| Would s/foo/bar/g change every foo into bar without also changing every food into bard? Also in most use cases, clicking for each multicursor is the wrong way to do it. With multicursor you can: - Press a shortcut to auto select every instance of the characters that you already have highlighted (which is just s/foo/bar/g with visual feedback before confirming) - Press your "select next occurrence" shortcut a few times so you're only changing the first few occurrences that you care about. - Press your "select next occurrence" shortcut to select the instances you want and press your "skip next occurrence" shortcut to skip the instances you want to keep. That way you can change a bunch of "foo"s to "bar"s while keeping all "food"s as "food"s but also keeping those few instances of "foo" that you want to stay as "foo" (such as in comments, imports, tests, etc...) - Press your "select next occurrence" shortcut (usually ctrl/cmd + d) each time if you literally want to see each instance before moving on to the next. Usually this is when you really want to make sure of something next to one of the occurrences. - And finally clicking each cursor if there really is no simple pre-existing pattern for where you're trying to make changes |
Sure, and if that’s the case you write a better pattern. The replacement s/foo/bar/g applies only to the current line as written. It’s easy to see if it will work or not. But if you also have food on the same line, you can write s/foo\ze\W/bar/g to match foo followed by a non-letter and replace only foo.
> Also in most use cases, clicking for each multicursor is the wrong way to do it.

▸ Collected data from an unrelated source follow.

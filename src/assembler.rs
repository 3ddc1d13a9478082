// SPDX-License-Identifier: AGPL-3.0-or-later
// SPDX-FileCopyrightText: 2025 Jonathan D.A. Jewell
//! Fragment normalisation and assembly
//!
//! Catalog fragments are authored as standalone documents, each with its
//! own `services:` wrapper and its own indentation. Assembly strips the
//! wrapper, re-derives every line's nesting level from the whitespace and
//! re-emits it at a canonical depth under one shared `services:` root.
//!
//! Nesting is inferred, not parsed: a line one level deeper follows any
//! line ending in a bare `key:`, and a line whose original indentation
//! receded climbs back out by half the recession. Fragments indented in
//! consistent 2-space steps round-trip exactly. Anything else (tabs, odd
//! widths, block scalars, multi-line list items) is best-effort.

use crate::types::{ServiceFragment, Settings};
use tracing::debug;

/// Fixed comment block at the top of every assembled document
pub const HEADER: &str = "\
# Generated by compose-forge
# Shared values live in the accompanying .env file";

/// Document-level key every fragment is re-homed under
pub const ROOT_KEY: &str = "services:";

/// Indentation of a service-name line under the root key
pub const BASE_INDENT: usize = 2;

/// Spaces per nesting level
pub const INDENT_UNIT: usize = 2;

/// Remove the fragment's own top-level `services:` line(s).
///
/// Only unindented lines are removed; an input without one comes back
/// unchanged.
#[must_use]
pub fn strip_root_key(fragment: &str) -> String {
    if !fragment.lines().any(|line| line.trim_end() == ROOT_KEY) {
        return fragment.to_string();
    }
    fragment
        .lines()
        .filter(|line| line.trim_end() != ROOT_KEY)
        .collect::<Vec<_>>()
        .join("\n")
}

/// Re-indent a stripped fragment body to canonical nesting.
///
/// The first non-blank line (the service name) lands at [`BASE_INDENT`];
/// every later line lands at `BASE_INDENT + INDENT_UNIT * level`. Blank
/// lines are passed through untouched.
#[must_use]
pub fn reindent(body: &str) -> String {
    let mut out = Vec::new();
    let mut level = 0usize;
    // (original indentation, opens a block) of the last non-blank line
    let mut previous: Option<(usize, bool)> = None;

    for line in body.lines() {
        let content = line.trim_start();
        if content.is_empty() {
            out.push(line.to_string());
            continue;
        }

        let indent = line.len() - content.len();
        match previous {
            None => level = 0,
            Some((_, true)) => level += 1,
            Some((prev_indent, false)) if indent < prev_indent => {
                level = level.saturating_sub((prev_indent - indent) / INDENT_UNIT);
            }
            Some(_) => {}
        }
        previous = Some((indent, opens_block(content)));

        let width = BASE_INDENT + INDENT_UNIT * level;
        out.push(format!("{:width$}{content}", ""));
    }

    out.join("\n")
}

/// A bare `key:` with nothing after the colon
fn opens_block(content: &str) -> bool {
    let content = content.trim_end();
    content.ends_with(':') && !content.starts_with('#')
}

/// Replace every `${NAME}` whose name is a settings key with its value.
///
/// Unknown names, defaulted forms like `${NAME:-x}` and unterminated
/// placeholders are left as written. Placeholders nested inside a
/// default (`${APP_UID:-${PUID}}`) are still replaced.
#[must_use]
pub fn substitute(body: &str, settings: &Settings) -> String {
    let mut out = String::with_capacity(body.len());
    let mut rest = body;

    while let Some(start) = rest.find("${") {
        out.push_str(&rest[..start]);
        let after = &rest[start + 2..];
        let Some(end) = after.find('}') else {
            out.push_str(&rest[start..]);
            return out;
        };

        let name = &after[..end];
        if !is_identifier(name) {
            // Keep the `$` and rescan from the brace so inner placeholders match.
            out.push('$');
            rest = &rest[start + 1..];
            continue;
        }

        match settings.lookup(name) {
            Some(value) => out.push_str(value),
            None => out.push_str(&rest[start..start + 2 + end + 1]),
        }
        rest = &after[end + 1..];
    }

    out.push_str(rest);
    out
}

fn is_identifier(name: &str) -> bool {
    !name.is_empty() && name.bytes().all(|b| b.is_ascii_alphanumeric() || b == b'_')
}

/// Build one compose document from the selected fragments, in order.
///
/// Fragments whose body is empty once the root key is stripped are
/// skipped. The result depends only on the arguments.
#[must_use]
pub fn assemble(fragments: &[ServiceFragment], settings: &Settings, interpolate: bool) -> String {
    let mut doc = String::from(HEADER);
    doc.push_str("\n\n");
    doc.push_str(ROOT_KEY);
    doc.push('\n');

    for fragment in fragments {
        let body = strip_root_key(&fragment.compose);
        if body.trim().is_empty() {
            debug!("Skipping {}: no service body", fragment.id);
            continue;
        }

        let mut body = reindent(body.trim_matches('\n'));
        if interpolate {
            body = substitute(&body, settings);
        }

        doc.push('\n');
        doc.push_str(&" ".repeat(BASE_INDENT));
        doc.push_str("# ");
        doc.push_str(&annotation(fragment));
        doc.push('\n');
        doc.push_str(&body);
        doc.push('\n');
        debug!("Assembled {} ({} lines)", fragment.id, body.lines().count());
    }

    doc
}

/// The `name - description` comment placed above each service
fn annotation(fragment: &ServiceFragment) -> String {
    let name = fragment.name.trim();
    let description = fragment.description.trim();
    if description.is_empty() {
        name.to_string()
    } else {
        format!("{name} - {description}")
    }
}

#[cfg(test)]
mod tests {
    use super::*;

    const SONARR: &str = "services:
  sonarr:
    image: lscr.io/linuxserver/sonarr:latest
    environment:
      - PUID=${PUID}
      - TZ=${TZ}
    ports:
      - 8989:8989
    restart: ${RESTART_POLICY}
";

    #[test]
    fn test_strip_root_key() {
        let body = strip_root_key(SONARR);
        assert!(!body.lines().any(|l| l == "services:"));
        assert!(body.starts_with("  sonarr:"));
    }

    #[test]
    fn test_strip_root_key_without_root() {
        let input = "  web:\n    image: nginx\n";
        assert_eq!(strip_root_key(input), input);
    }

    #[test]
    fn test_strip_root_key_keeps_nested_services() {
        let input = "services:\n  app:\n    labels:\n      services:\n        - x";
        assert_eq!(
            strip_root_key(input),
            "  app:\n    labels:\n      services:\n        - x"
        );
    }

    #[test]
    fn test_reindent_ports_block() {
        let out = reindent("    sonarr:\n        ports:\n          - 8989:8989");
        assert_eq!(out, "  sonarr:\n    ports:\n      - 8989:8989");
    }

    #[test]
    fn test_reindent_climbs_back_out() {
        let body = "sonarr:\n  environment:\n    - TZ=UTC\n  volumes:\n    - /a:/b\n  restart: always";
        let out = reindent(body);
        let expected = "  sonarr:\n    environment:\n      - TZ=UTC\n    volumes:\n      - /a:/b\n    restart: always";
        assert_eq!(out, expected);
    }

    #[test]
    fn test_reindent_four_space_fragment_is_best_effort() {
        // Two levels of 4-space recession count as two canonical levels.
        let body = "app:\n    healthcheck:\n        test: x\n    image: y";
        let out = reindent(body);
        assert_eq!(out, "  app:\n    healthcheck:\n      test: x\n  image: y");
    }

    #[test]
    fn test_reindent_keeps_blank_lines() {
        let out = reindent("app:\n\n  image: y");
        assert_eq!(out, "  app:\n\n    image: y");
    }

    #[test]
    fn test_reindent_level_never_negative() {
        let out = reindent("        app:\n  image: y");
        assert_eq!(out, "  app:\n    image: y");
        let out = reindent("          a: 1\n  b: 2");
        assert_eq!(out, "  a: 1\n  b: 2");
    }

    #[test]
    fn test_substitute_known_keys() {
        let settings = Settings {
            puid: "1001".into(),
            tz: "Europe/Paris".into(),
            ..Settings::default()
        };
        let out = substitute("- PUID=${PUID}\n- TZ=${TZ}", &settings);
        assert_eq!(out, "- PUID=1001\n- TZ=Europe/Paris");
    }

    #[test]
    fn test_substitute_leaves_unknown_and_malformed() {
        let settings = Settings::default();
        assert_eq!(substitute("${API_KEY}", &settings), "${API_KEY}");
        assert_eq!(substitute("${PUID:-1000}", &settings), "${PUID:-1000}");
        assert_eq!(substitute("x ${PUID", &settings), "x ${PUID");
        assert_eq!(substitute("$PUID", &settings), "$PUID");
    }

    #[test]
    fn test_substitute_inside_default() {
        let settings = Settings::default();
        assert_eq!(
            substitute("user: ${APP_UID:-${PUID}}", &settings),
            "user: ${APP_UID:-1000}"
        );
        assert_eq!(
            substitute("${A:-${B:-${TZ}}} ${PGID}", &settings),
            "${A:-${B:-Etc/UTC}} 1000"
        );
        assert_eq!(substitute("${}", &settings), "${}");
    }

    #[test]
    fn test_substitute_empty_value() {
        let settings = Settings::default();
        assert_eq!(
            substitute("container_name: ${CONTAINER_PREFIX}sonarr", &settings),
            "container_name: sonarr"
        );
    }

    #[test]
    fn test_assemble_empty() {
        let doc = assemble(&[], &Settings::default(), false);
        assert_eq!(doc, format!("{HEADER}\n\nservices:\n"));
    }

    #[test]
    fn test_assemble_annotates_and_orders() {
        let sonarr = ServiceFragment::new("sonarr", "Sonarr", "TV series", SONARR);
        let web = ServiceFragment::new("web", "Web", "", "services:\n  web:\n    image: nginx\n");
        let doc = assemble(&[web, sonarr], &Settings::default(), false);

        let web_at = doc.find("  # Web\n  web:").unwrap();
        let sonarr_at = doc.find("  # Sonarr - TV series\n  sonarr:").unwrap();
        assert!(web_at < sonarr_at);
        assert!(doc.contains("      - 8989:8989\n"));
        assert!(doc.contains("${PUID}"));
    }

    #[test]
    fn test_assemble_interpolates() {
        let sonarr = ServiceFragment::new("sonarr", "Sonarr", "", SONARR);
        let doc = assemble(&[sonarr], &Settings::default(), true);
        assert!(doc.contains("      - PUID=1000\n"));
        assert!(doc.contains("    restart: unless-stopped\n"));
        assert!(!doc.contains("${"));
    }

    #[test]
    fn test_assemble_skips_empty_fragment() {
        let empty = ServiceFragment::new("empty", "Empty", "", "services:\n\n");
        let doc = assemble(&[empty], &Settings::default(), false);
        assert!(!doc.contains("Empty"));
    }
}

Maybe, but I’ve sure spent a lot of time pair programming with people who do it, which is why I bring it up. For what it’s worth, I prefer multicursors, and my find-and-replace workflow is much as you describe, albeit entirely keyboard and regex driven. Your average junior programmer who just learned vscode three or four years ago only knows multiclicking though, and I don’t want to kill the momentum by interrupting to point out how they could use their tools better.